*** Begin section ***

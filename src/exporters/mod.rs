pub mod csv;

use crate::models::AppError;

pub use self::csv::{export_error_report_csv, export_template_csv};

/// Export formats for the import template.
pub fn export_template(format: &str) -> Result<String, AppError> {
    match format.to_uppercase().as_str() {
        "CSV" => export_template_csv(),
        other => Err(AppError::new(format!(
            "Unsupported template format: {}",
            other
        ))),
    }
}
use std::fmt;

use serde::{Deserialize, Serialize};
use tracing::{info, warn};

use crate::client::{submit_import, ImportError, ImportGateway};
use crate::models::{Block, ImportResult, ParsedRecord, RowErrors};
use crate::parsers::ParseFailure;
use crate::processors::partition::{partition_records, Partition};
use crate::validators::validate_records;

/// How the remote call of the results step ended up.
#[derive(Debug, Clone, PartialEq, Serialize, Deserialize)]
#[serde(tag = "status", content = "detail", rename_all = "snake_case")]
pub enum ImportOutcome {
    Pending,
    Completed(ImportResult),
    /// The import did not run; distinct from "zero records imported".
    Failed(String),
}

#[derive(Debug, Clone, PartialEq, Serialize, Deserialize)]
#[serde(tag = "step", rename_all = "snake_case")]
pub enum WizardState {
    Upload {
        error: Option<RowErrors>,
    },
    Preview {
        records: Vec<ParsedRecord>,
        errors: Vec<RowErrors>,
        partition: Partition,
    },
    Results {
        outcome: ImportOutcome,
    },
    Closed,
}

impl WizardState {
    pub fn name(&self) -> &'static str {
        match self {
            WizardState::Upload { .. } => "upload",
            WizardState::Preview { .. } => "preview",
            WizardState::Results {
                outcome: ImportOutcome::Pending,
            } => "results (pending)",
            WizardState::Results { .. } => "results",
            WizardState::Closed => "closed",
        }
    }

    /// Step index shown by the wizard header: 0 upload, 1 preview, 2 results.
    pub fn step_index(&self) -> Option<usize> {
        match self {
            WizardState::Upload { .. } => Some(0),
            WizardState::Preview { .. } => Some(1),
            WizardState::Results { .. } => Some(2),
            WizardState::Closed => None,
        }
    }
}

#[derive(Debug, Clone, PartialEq, Eq, Serialize)]
pub enum WizardError {
    /// The operation is not allowed in the current state.
    InvalidTransition { op: &'static str, state: &'static str },
    /// Nothing in the preview passed validation.
    NoValidRecords,
}

impl fmt::Display for WizardError {
    fn fmt(&self, f: &mut fmt::Formatter<'_>) -> fmt::Result {
        match self {
            WizardError::InvalidTransition { op, state } => {
                write!(f, "cannot {op} while the import is in the {state} step")
            }
            WizardError::NoValidRecords => write!(f, "there are no valid records to import"),
        }
    }
}

impl std::error::Error for WizardError {}

/// Upload → Preview → Results → (import another) Upload, or Closed from any
/// step that is not waiting on the backend.
#[derive(Debug, Clone, PartialEq, Serialize, Deserialize)]
pub struct ImportWizard {
    state: WizardState,
}

impl Default for ImportWizard {
    fn default() -> Self {
        Self::new()
    }
}

impl ImportWizard {
    pub fn new() -> Self {
        Self {
            state: WizardState::Upload { error: None },
        }
    }

    pub fn state(&self) -> &WizardState {
        &self.state
    }

    fn reject(&self, op: &'static str) -> WizardError {
        WizardError::InvalidTransition {
            op,
            state: self.state.name(),
        }
    }

    /// Takes the parser's output. A structural failure stays on the upload
    /// step with the synthetic error; records are validated and previewed.
    pub fn accept_upload(
        &mut self,
        parsed: Result<Vec<ParsedRecord>, ParseFailure>,
        blocks: &[Block],
    ) -> Result<(), WizardError> {
        if !matches!(self.state, WizardState::Upload { .. }) {
            return Err(self.reject("upload a file"));
        }

        self.state = match parsed {
            Err(failure) => {
                warn!(error = %failure, "upload rejected");
                WizardState::Upload {
                    error: Some(failure.to_row_errors()),
                }
            }
            Ok(records) => {
                let errors = validate_records(&records, blocks);
                let partition = partition_records(&records, &errors);
                WizardState::Preview {
                    records,
                    errors,
                    partition,
                }
            }
        };
        Ok(())
    }

    /// Re-runs validation against a new block snapshot, replacing all errors.
    pub fn revalidate(&mut self, blocks: &[Block]) -> Result<(), WizardError> {
        if let WizardState::Preview {
            records,
            errors,
            partition,
        } = &mut self.state
        {
            *errors = validate_records(records, blocks);
            *partition = partition_records(records, errors);
            return Ok(());
        }
        Err(self.reject("revalidate"))
    }

    /// Moves to the results step before the call resolves and hands back the
    /// records to submit.
    pub fn begin_import(&mut self) -> Result<Vec<ParsedRecord>, WizardError> {
        let valid = match &self.state {
            WizardState::Preview { partition, .. } => {
                if !partition.has_valid() {
                    return Err(WizardError::NoValidRecords);
                }
                partition.valid.clone()
            }
            _ => return Err(self.reject("start the import")),
        };

        self.state = WizardState::Results {
            outcome: ImportOutcome::Pending,
        };
        Ok(valid)
    }

    pub fn finish_import(
        &mut self,
        result: Result<ImportResult, ImportError>,
    ) -> Result<(), WizardError> {
        if !matches!(
            self.state,
            WizardState::Results {
                outcome: ImportOutcome::Pending
            }
        ) {
            return Err(self.reject("finish the import"));
        }

        let outcome = match result {
            Ok(result) => ImportOutcome::Completed(result),
            Err(err) => {
                warn!(error = %err, "import failed to run");
                ImportOutcome::Failed(err.to_string())
            }
        };
        self.state = WizardState::Results { outcome };
        Ok(())
    }

    /// "Import another": discards everything and returns to the upload step.
    pub fn reset(&mut self) -> Result<(), WizardError> {
        match &self.state {
            WizardState::Preview { .. } | WizardState::Upload { .. } => {}
            WizardState::Results { outcome } if *outcome != ImportOutcome::Pending => {}
            _ => return Err(self.reject("start over")),
        }
        self.state = WizardState::Upload { error: None };
        Ok(())
    }

    /// Terminal. Not allowed while the import request is in flight.
    pub fn close(&mut self) -> Result<(), WizardError> {
        if let WizardState::Results {
            outcome: ImportOutcome::Pending,
        } = self.state
        {
            return Err(self.reject("close"));
        }
        self.state = WizardState::Closed;
        Ok(())
    }

    pub fn is_closed(&self) -> bool {
        matches!(self.state, WizardState::Closed)
    }
}

/// Runs the results step end to end: begin, submit, record the outcome.
pub async fn run_import<G>(wizard: &mut ImportWizard, gateway: &G) -> Result<(), WizardError>
where
    G: ImportGateway + ?Sized,
{
    let valid = wizard.begin_import()?;
    info!(records = valid.len(), "import started");
    let result = submit_import(gateway, &valid).await;
    wizard.finish_import(result)
}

*** End section ***

PROBLEM DETAILS »
Read through the listing and copy each line in which the word "ImportGateway" occurs.

WRITTEN SOLUTION »
use crate::client::{submit_import, ImportError, ImportGateway};
    G: ImportGateway + ?Sized,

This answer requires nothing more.